Eujanian se detiene entonces a cotejar las distintas ediciones de la Historia de Belgrano escrita por Mitre. Antes que una motivación exegética, lo mueve un interés por develar la relación existente entre las variaciones que presenta la edición de 1876-1877 respecto de las anteriores y el contexto más amplio con el que ellas dialogan. Dicho en otros términos, ¿por qué la tesis de una preexistencia de tipo pactista da lugar, veinte años más tarde, a otra basada en los elementos identitarios, tanto más remotos, que darían sentido a un sentimiento nacional? Hipótesis que no podían sino estar inhibidas durante el momento de la secesión se habilitaron cuando el proceso de organización e institucionalización estatal encabezado por Mitre encuentra su definitiva realización. Apuntalaron, desde entonces, un paradigma interpretativo que marcará buena parte de las discusiones historiográficas del siglo XX, así como cierto sentido común histórico que, si aceptamos que existe, es en gran medida tributario de aquel conjunto de imágenes matriciales. 

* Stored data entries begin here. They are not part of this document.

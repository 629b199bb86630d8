//! IPv4 literal classification
//!
//! A target is treated as an address only when the whole string is a
//! dotted quad with every octet in `0..=255`. Anything else is a domain.

use once_cell::sync::Lazy;
use regex::Regex;
use std::net::Ipv4Addr;

const OCTET: &str = r"(25[0-5]|2[0-4][0-9]|[01]?[0-9][0-9]?)";

static IPV4_RE: Lazy<Regex> = Lazy::new(|| {
    let pattern = format!(r"^{OCTET}\.{OCTET}\.{OCTET}\.{OCTET}$");
    Regex::new(&pattern).expect("IPv4 pattern is a valid regex")
});

/// Check if the entire input is an IPv4 dotted-quad literal.
///
/// Leading zeros are accepted (`"01.002.3.4"`), out-of-range octets,
/// missing or extra segments are not.
pub fn is_ipv4(input: &str) -> bool {
    IPV4_RE.is_match(input)
}

/// Parse an IPv4 literal accepted by [`is_ipv4`].
///
/// Unlike [`Ipv4Addr::from_str`](std::str::FromStr), zero-padded octets are
/// read as decimal.
pub fn parse_ipv4(input: &str) -> Option<Ipv4Addr> {
    let caps = IPV4_RE.captures(input)?;
    let mut octets = [0u8; 4];
    for (i, octet) in octets.iter_mut().enumerate() {
        *octet = caps.get(i + 1)?.as_str().parse().ok()?;
    }
    Some(Ipv4Addr::from(octets))
}

#[cfg(test)]
mod tests {
    use super::*;
    use proptest::prelude::*;

    #[test]
    fn test_accepts_dotted_quad() {
        assert!(is_ipv4("1.2.3.4"));
        assert!(is_ipv4("0.0.0.0"));
        assert!(is_ipv4("255.255.255.255"));
        assert!(is_ipv4("8.8.8.8"));
    }

    #[test]
    fn test_accepts_leading_zeros() {
        assert!(is_ipv4("01.002.3.4"));
        assert!(is_ipv4("000.000.000.000"));
        assert_eq!(parse_ipv4("010.001.000.009"), Some(Ipv4Addr::new(10, 1, 0, 9)));
    }

    #[test]
    fn test_rejects_out_of_range() {
        assert!(!is_ipv4("256.1.1.1"));
        assert!(!is_ipv4("999.1.1.1"));
        assert!(!is_ipv4("1.1.1.300"));
        assert!(!is_ipv4("0255.1.1.1"));
    }

    #[test]
    fn test_rejects_wrong_segment_count() {
        assert!(!is_ipv4("1.2.3"));
        assert!(!is_ipv4("1.2.3.4.5"));
        assert!(!is_ipv4("1.2.3."));
        assert!(!is_ipv4(".1.2.3"));
    }

    #[test]
    fn test_rejects_non_addresses() {
        assert!(!is_ipv4("abc"));
        assert!(!is_ipv4(""));
        assert!(!is_ipv4("1.2.3.4 "));
        assert!(!is_ipv4(" 1.2.3.4"));
        assert!(!is_ipv4("1.2.3.4\n"));
        assert!(!is_ipv4("www.1.2.3.4.com"));
        assert!(!is_ipv4("::1"));
    }

    #[test]
    fn test_parse_matches_classifier() {
        assert_eq!(parse_ipv4("192.168.1.10"), Some(Ipv4Addr::new(192, 168, 1, 10)));
        assert_eq!(parse_ipv4("256.1.1.1"), None);
        assert_eq!(parse_ipv4("example.com"), None);
    }

    proptest! {
        #[test]
        fn prop_every_dotted_quad_is_ipv4(a in any::<u8>(), b in any::<u8>(), c in any::<u8>(), d in any::<u8>()) {
            let s = format!("{a}.{b}.{c}.{d}");
            prop_assert!(is_ipv4(&s));
            prop_assert_eq!(parse_ipv4(&s), Some(Ipv4Addr::new(a, b, c, d)));
        }

        #[test]
        fn prop_out_of_range_octet_rejected(a in 256u32..100_000, b in any::<u8>(), c in any::<u8>(), d in any::<u8>()) {
            let s = format!("{b}.{c}.{a}.{d}");
            prop_assert!(!is_ipv4(&s));
        }

        #[test]
        fn prop_alphabetic_never_ipv4(s in "[a-zA-Z.-]{0,40}") {
            prop_assert!(!is_ipv4(&s));
            prop_assert_eq!(parse_ipv4(&s), None);
        }
    }
}
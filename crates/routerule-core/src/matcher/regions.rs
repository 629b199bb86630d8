//! Country-code filter set for IPv4 targets

use crate::error::Result;
use crate::lookup::CountryLookup;
use serde::{Deserialize, Serialize};
use std::collections::BTreeSet;
use std::net::Ipv4Addr;

/// Built-in region codes
pub const DEFAULT_REGIONS: &[&str] = &["CN"];

/// What to decide when the country lookup itself fails
#[derive(Debug, Clone, Copy, PartialEq, Eq, Default, Serialize, Deserialize)]
#[serde(rename_all = "lowercase")]
pub enum LookupFailurePolicy {
    /// Treat the address as not filtered (fail-open)
    #[default]
    Pass,
    /// Treat the address as filtered (fail-closed)
    Filter,
}

/// Outcome of looking an address up against the region set
#[derive(Debug, Clone, PartialEq, Eq)]
pub enum RegionMatch {
    /// Country is in the set
    Listed(String),
    /// Country is known but not in the set
    Unlisted(String),
    /// Lookup had no country for the address
    Unknown,
}

impl RegionMatch {
    /// Check if this outcome filters the address
    pub fn is_filtered(&self) -> bool {
        matches!(self, RegionMatch::Listed(_))
    }
}

/// Set of country codes whose addresses are filtered.
///
/// Codes compare by exact string equality; `"cn"` does not match `"CN"`.
#[derive(Debug, Clone, PartialEq, Eq)]
pub struct FilterRegions {
    codes: BTreeSet<String>,
}

impl Default for FilterRegions {
    fn default() -> Self {
        Self::new(DEFAULT_REGIONS.iter().copied())
    }
}

impl FilterRegions {
    /// Create a region set from country codes
    pub fn new<I, S>(codes: I) -> Self
    where
        I: IntoIterator<Item = S>,
        S: Into<String>,
    {
        Self {
            codes: codes.into_iter().map(Into::into).collect(),
        }
    }

    /// Check if `country` is in the set
    pub fn contains(&self, country: &str) -> bool {
        self.codes.contains(country)
    }

    /// Resolve `ip` through `lookup` and test the result for membership.
    ///
    /// An empty country code is treated the same as an unknown one.
    pub fn evaluate(&self, ip: Ipv4Addr, lookup: &dyn CountryLookup) -> Result<RegionMatch> {
        let outcome = match lookup.country(ip)? {
            Some(code) if code.is_empty() => RegionMatch::Unknown,
            Some(code) if self.contains(&code) => RegionMatch::Listed(code),
            Some(code) => RegionMatch::Unlisted(code),
            None => RegionMatch::Unknown,
        };
        Ok(outcome)
    }

    /// Codes in sorted order
    pub fn codes(&self) -> impl Iterator<Item = &str> {
        self.codes.iter().map(String::as_str)
    }

    /// Number of codes
    pub fn len(&self) -> usize {
        self.codes.len()
    }

    /// Check if the set is empty
    pub fn is_empty(&self) -> bool {
        self.codes.is_empty()
    }
}
//! Keyword (substring) filter list for domain targets

/// Built-in keywords
pub const DEFAULT_FILTERS: &[&str] = &["baidu", "shifen", "csdn", "qq", "libp2p", "z2pyw", "ddys.pro"];

/// Ordered list of substrings that mark a domain as filtered.
///
/// Matching is case-sensitive and performs no normalization of the input.
#[derive(Debug, Clone, PartialEq, Eq)]
pub struct FilterList {
    entries: Vec<String>,
}

impl Default for FilterList {
    fn default() -> Self {
        Self::new(DEFAULT_FILTERS.iter().copied())
    }
}

impl FilterList {
    /// Create a list from keywords, keeping their order.
    ///
    /// Empty keywords are dropped: an empty substring would match every
    /// domain.
    pub fn new<I, S>(entries: I) -> Self
    where
        I: IntoIterator<Item = S>,
        S: Into<String>,
    {
        Self {
            entries: entries
                .into_iter()
                .map(Into::into)
                .filter(|e: &String| !e.is_empty())
                .collect(),
        }
    }

    /// Return the first keyword (in list order) contained in `domain`
    pub fn find(&self, domain: &str) -> Option<&str> {
        self.entries
            .iter()
            .find(|keyword| domain.contains(keyword.as_str()))
            .map(String::as_str)
    }

    /// Check if `domain` contains any keyword
    pub fn matches(&self, domain: &str) -> bool {
        self.find(domain).is_some()
    }

    /// Keywords in list order
    pub fn entries(&self) -> &[String] {
        &self.entries
    }

    /// Number of keywords
    pub fn len(&self) -> usize {
        self.entries.len()
    }

    /// Check if the list is empty
    pub fn is_empty(&self) -> bool {
        self.entries.is_empty()
    }
}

Intentaron estas páginas dar cuenta de los principales núcleos de un libro que en verdad los excede. Para finalizar, volvemos sobre el enunciado con el que iniciamos este breve recorrido, deseando que su alcance haya podido dilucidarse a través de los elementos seleccionados a lo largo del escrito. Historia política, historia de la historiografía, historia intelectual. El pasado en el péndulo de la política. Rosas, la provincia y la nación en el debate político de Buenos Aires, 1852-1861 es una muestra clara de la potencia contenida en el cruce de esas tres perspectivas. Uno de los principales conflictos políticos que atravesó el siglo XIX argentino, aprehendido a partir de una pregunta por aquellas disputas simbólicas que lo hicieron posible, sin pretender que el ejercicio restituya orden a ningún malentendido.